==== DATA PROVIDED ====

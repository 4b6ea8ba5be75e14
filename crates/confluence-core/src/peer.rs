//! Upstream peer endpoints.
//!
//! Peers are given as `host:port` with an IPv4 literal host. The list order
//! matters: index 0 is the alignment reference.

use std::fmt;
use std::net::{Ipv4Addr, SocketAddr, SocketAddrV4};
use std::str::FromStr;

/// One upstream peer. Immutable once parsed.
#[derive(Debug, Clone, Copy, PartialEq, Eq, Hash)]
pub struct PeerEndpoint(SocketAddrV4);

#[derive(Debug, Clone, PartialEq, Eq, thiserror::Error)]
pub enum ParseError {
    #[error("peer list is empty")]
    Empty,
    #[error("peer {0:?} is not of the form host:port")]
    MissingPort(String),
    #[error("peer {0:?} does not have an IPv4 literal host")]
    InvalidHost(String),
    #[error("peer {0:?} does not have a numeric port")]
    InvalidPort(String),
}

impl PeerEndpoint {
    pub fn new(ip: Ipv4Addr, port: u16) -> Self {
        Self(SocketAddrV4::new(ip, port))
    }

    pub fn socket_addr(&self) -> SocketAddr {
        SocketAddr::V4(self.0)
    }
}

impl FromStr for PeerEndpoint {
    type Err = ParseError;

    fn from_str(s: &str) -> Result<Self, Self::Err> {
        let s = s.trim();
        let (host, port) = s
            .rsplit_once(':')
            .ok_or_else(|| ParseError::MissingPort(s.to_string()))?;
        let ip: Ipv4Addr = host
            .parse()
            .map_err(|_| ParseError::InvalidHost(s.to_string()))?;
        let port: u16 = port
            .parse()
            .map_err(|_| ParseError::InvalidPort(s.to_string()))?;
        Ok(Self::new(ip, port))
    }
}

impl fmt::Display for PeerEndpoint {
    fn fmt(&self, f: &mut fmt::Formatter<'_>) -> fmt::Result {
        self.0.fmt(f)
    }
}

/// Parse an ordered peer list. Fails on the first malformed entry.
pub fn parse_peer_list<I, S>(entries: I) -> Result<Vec<PeerEndpoint>, ParseError>
where
    I: IntoIterator<Item = S>,
    S: AsRef<str>,
{
    let peers = entries
        .into_iter()
        .map(|e| e.as_ref().parse())
        .collect::<Result<Vec<PeerEndpoint>, _>>()?;
    if peers.is_empty() {
        return Err(ParseError::Empty);
    }
    Ok(peers)
}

====

WORK REQUIRED
Counting only lines that contain "PartialEq", say how many there are in the material above, and add nothing.

TASK SOLUTION
2